Quarante-trois nationalités dans nos effectifs, ce n’est pas forcément une volonté de notre part. On ne recrute pas en fonction des nationalités mais des compétences, et on les cherche là où elles sont. Beaucoup de nos collaborateurs viennent d’Asie et d’Asie du Sud Est, d’États- Unis, d’Allemagne, etc. Une telle hétérogénéité des nationalités est aussi possible parce que la France propose un dispositif exceptionnel, le visa « passeport talent ». En quelques semaines, la machine étatique qu’on aime tant critiquer fonctionne de manière remarquablenpour accueillir des travailleurs étrangers. Alors qu’ils partaient autrefois, nombre d’ingénieurs décident aujourd’hui de rester en France, et, d’autres viennent même de l’étranger.

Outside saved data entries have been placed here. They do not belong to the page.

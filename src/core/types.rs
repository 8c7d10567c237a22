//! Core type aliases and re-exports

pub use glam::{IVec3, Quat, Vec3};

/// Standard Result type for the generator
pub type Result<T> = std::result::Result<T, crate::core::error::Error>;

Après la gigafactory de Dunkerque, d’autres projets en tête pour Verkor ?
L’usine de Dunkerque va nous prendre encore deux ans. L’industrie, ce n’est pas le monde des Web apps. C’est un secteur qui se construit sur le temps long. L’usine de Dunkerque se construit à la vitesse où le béton sèche. Évidemment, après la gigafactory, on pense à construire deux ou trois autres usines pour poursuivre notre développement et la décarbonation. On a des partenariats avec les États-Unis, au Brésil aussi, mais on préfère y aller doucement.
A titre plus personnel, au fur et à mesure que Verkor grandit, votre rôle change peu à peu ? Avec une dimension plus politique et de représentation ?
Quand l’aventure évolue, on doit soi-même être capable de se spécialiser. Le chemin personnel se transforme, mais le tout est d’être capable d’en parler à son équipe, de verbaliser les périmètres et aspirations de chacun. Ce qu’il faut : accep-ter de ne pas être l’homme-orchestre, toucheà- tout, mais se spécialiser là où l’on se sent le meilleur. Mon rôle aujourd’hui se concentre sur le développement, l’engagement des parties prenantes, la représentation auprès des médias notamment. C’est fabuleux de témoigner de tout ce que l’on peut faire !
Avez-vous eu des gens qui vous ont marqué au cours de votre parcours ? Des mentors ?
Bien sûr, quelques personnes m’ont marqué et inspiré. Comme Jean-Marc Jancovici et Alain Grandjean, que j’ai tous deux côtoyés dans les rangs de Carbone 4. Je les admire pour leur approche du management et leur capacité à réconcilier les défis climatiques avec les enjeux industriels. Je pourrais également citer Diego Pavia, CEO d’EIT InnoEnergy, très engagé sur tous les sujets industriels. On présente souvent dans les médias les patrons comme de grandes brutes épaisses. Je crois que ce n’est pas la généralité, la plupart ont ce souci du bien-être de leurs collaborateurs.
Ultime question. Vous reste-t-il du temps pour faire autre chose ?
Bien sûr qu’il me reste du temps et c’est nécessaire. Être toujours au coeur du réacteur, dans le jus en permanence… vous empêche de prendre une hauteur de vue, si essentielle pour préparer l’avenir et prendre les bonnes décisions. Il faut savoir poser les clés sur la table, pour que d’autres s’en emparent afin que vous puissiez vous ressourcer. Heureusement, je ne travaille pas 24 heures sur 24. Lorsque je souffle, j’aime le faire en montagne.